**Activity**
Only one stretch of the data below should be repeated: the lines from the line containing "keys that repeat." through the line containing "the same revision.", inclusive, exactly as they are.

**Available data**
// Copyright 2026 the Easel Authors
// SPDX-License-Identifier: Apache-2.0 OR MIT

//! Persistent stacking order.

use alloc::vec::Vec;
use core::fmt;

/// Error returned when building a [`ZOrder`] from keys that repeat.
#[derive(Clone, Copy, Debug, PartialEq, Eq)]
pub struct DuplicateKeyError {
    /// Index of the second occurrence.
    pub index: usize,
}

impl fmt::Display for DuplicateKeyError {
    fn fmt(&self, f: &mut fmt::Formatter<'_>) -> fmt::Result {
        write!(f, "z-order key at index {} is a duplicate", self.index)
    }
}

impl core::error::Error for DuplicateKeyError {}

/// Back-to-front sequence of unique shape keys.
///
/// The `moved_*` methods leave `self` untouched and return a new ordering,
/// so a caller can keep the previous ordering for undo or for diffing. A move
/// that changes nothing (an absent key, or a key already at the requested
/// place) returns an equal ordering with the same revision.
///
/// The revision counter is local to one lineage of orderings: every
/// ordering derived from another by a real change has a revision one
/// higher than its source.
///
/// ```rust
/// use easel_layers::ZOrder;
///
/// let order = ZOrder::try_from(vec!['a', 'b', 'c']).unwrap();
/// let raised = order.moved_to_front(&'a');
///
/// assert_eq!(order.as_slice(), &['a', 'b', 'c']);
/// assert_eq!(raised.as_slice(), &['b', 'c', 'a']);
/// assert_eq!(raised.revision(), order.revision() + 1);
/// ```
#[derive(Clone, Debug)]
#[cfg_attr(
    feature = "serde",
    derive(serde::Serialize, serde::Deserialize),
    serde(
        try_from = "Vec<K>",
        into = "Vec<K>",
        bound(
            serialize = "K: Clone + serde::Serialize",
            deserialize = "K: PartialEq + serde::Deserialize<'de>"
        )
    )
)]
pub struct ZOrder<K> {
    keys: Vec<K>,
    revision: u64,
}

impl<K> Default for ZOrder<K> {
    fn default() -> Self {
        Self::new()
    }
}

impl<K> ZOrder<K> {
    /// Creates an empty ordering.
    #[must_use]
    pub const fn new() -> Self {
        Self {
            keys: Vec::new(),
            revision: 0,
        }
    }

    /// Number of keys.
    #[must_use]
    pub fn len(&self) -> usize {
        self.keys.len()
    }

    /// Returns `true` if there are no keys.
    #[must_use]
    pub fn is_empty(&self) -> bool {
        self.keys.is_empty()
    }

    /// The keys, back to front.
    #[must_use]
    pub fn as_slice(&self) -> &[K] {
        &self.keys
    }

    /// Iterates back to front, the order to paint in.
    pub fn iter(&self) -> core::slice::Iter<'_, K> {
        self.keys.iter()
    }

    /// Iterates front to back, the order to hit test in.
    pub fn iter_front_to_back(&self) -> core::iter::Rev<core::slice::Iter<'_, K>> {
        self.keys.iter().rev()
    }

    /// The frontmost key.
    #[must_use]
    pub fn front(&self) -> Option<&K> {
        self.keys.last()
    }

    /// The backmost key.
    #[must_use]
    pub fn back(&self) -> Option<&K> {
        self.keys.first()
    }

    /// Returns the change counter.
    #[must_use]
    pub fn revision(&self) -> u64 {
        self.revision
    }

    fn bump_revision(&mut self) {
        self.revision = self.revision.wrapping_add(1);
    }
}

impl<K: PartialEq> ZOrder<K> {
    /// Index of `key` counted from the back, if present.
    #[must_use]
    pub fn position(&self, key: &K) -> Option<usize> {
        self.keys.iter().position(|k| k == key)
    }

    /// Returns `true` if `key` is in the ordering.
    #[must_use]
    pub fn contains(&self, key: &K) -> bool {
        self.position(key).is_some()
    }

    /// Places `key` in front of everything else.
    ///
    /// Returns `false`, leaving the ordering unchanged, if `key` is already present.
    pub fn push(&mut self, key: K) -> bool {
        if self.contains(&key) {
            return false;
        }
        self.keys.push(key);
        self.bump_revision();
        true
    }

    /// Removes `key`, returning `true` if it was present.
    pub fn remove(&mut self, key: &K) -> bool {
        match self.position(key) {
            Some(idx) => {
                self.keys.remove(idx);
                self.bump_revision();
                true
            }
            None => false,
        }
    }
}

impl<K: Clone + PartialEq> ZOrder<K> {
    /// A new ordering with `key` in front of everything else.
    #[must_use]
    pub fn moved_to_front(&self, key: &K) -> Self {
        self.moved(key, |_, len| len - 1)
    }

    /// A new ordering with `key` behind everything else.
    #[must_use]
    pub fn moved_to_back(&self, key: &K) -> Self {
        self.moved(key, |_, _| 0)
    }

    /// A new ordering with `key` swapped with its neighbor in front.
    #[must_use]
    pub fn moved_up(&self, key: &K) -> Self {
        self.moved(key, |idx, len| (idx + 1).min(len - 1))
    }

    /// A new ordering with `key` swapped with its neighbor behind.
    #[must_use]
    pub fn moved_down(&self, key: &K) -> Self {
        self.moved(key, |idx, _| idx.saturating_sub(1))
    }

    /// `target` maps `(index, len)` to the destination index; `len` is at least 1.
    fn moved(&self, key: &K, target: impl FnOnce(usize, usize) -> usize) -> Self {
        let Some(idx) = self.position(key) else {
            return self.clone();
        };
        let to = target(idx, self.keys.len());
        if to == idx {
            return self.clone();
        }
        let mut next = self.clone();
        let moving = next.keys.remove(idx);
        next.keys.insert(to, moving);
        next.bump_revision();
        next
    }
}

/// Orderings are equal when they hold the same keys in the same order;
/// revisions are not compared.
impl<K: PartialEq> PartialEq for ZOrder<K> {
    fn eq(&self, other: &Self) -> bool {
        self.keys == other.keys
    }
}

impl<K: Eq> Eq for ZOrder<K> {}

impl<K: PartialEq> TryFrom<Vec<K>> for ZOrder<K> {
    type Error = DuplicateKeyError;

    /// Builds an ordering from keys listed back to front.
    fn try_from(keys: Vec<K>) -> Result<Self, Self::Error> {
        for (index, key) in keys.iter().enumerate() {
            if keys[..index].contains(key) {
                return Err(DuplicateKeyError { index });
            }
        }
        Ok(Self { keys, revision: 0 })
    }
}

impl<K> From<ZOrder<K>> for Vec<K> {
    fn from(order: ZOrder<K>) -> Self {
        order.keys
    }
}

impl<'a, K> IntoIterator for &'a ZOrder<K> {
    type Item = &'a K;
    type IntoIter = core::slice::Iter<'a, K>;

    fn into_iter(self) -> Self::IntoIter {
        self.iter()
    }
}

**Solution for this task**
/// Error returned when building a [`ZOrder`] from keys that repeat.
#[derive(Clone, Copy, Debug, PartialEq, Eq)]
pub struct DuplicateKeyError {
    /// Index of the second occurrence.
    pub index: usize,
}

impl fmt::Display for DuplicateKeyError {
    fn fmt(&self, f: &mut fmt::Formatter<'_>) -> fmt::Result {
        write!(f, "z-order key at index {} is a duplicate", self.index)
    }
}

impl core::error::Error for DuplicateKeyError {}

/// Back-to-front sequence of unique shape keys.
///
/// The `moved_*` methods leave `self` untouched and return a new ordering,
/// so a caller can keep the previous ordering for undo or for diffing. A move
/// that changes nothing (an absent key, or a key already at the requested
/// place) returns an equal ordering with the same revision.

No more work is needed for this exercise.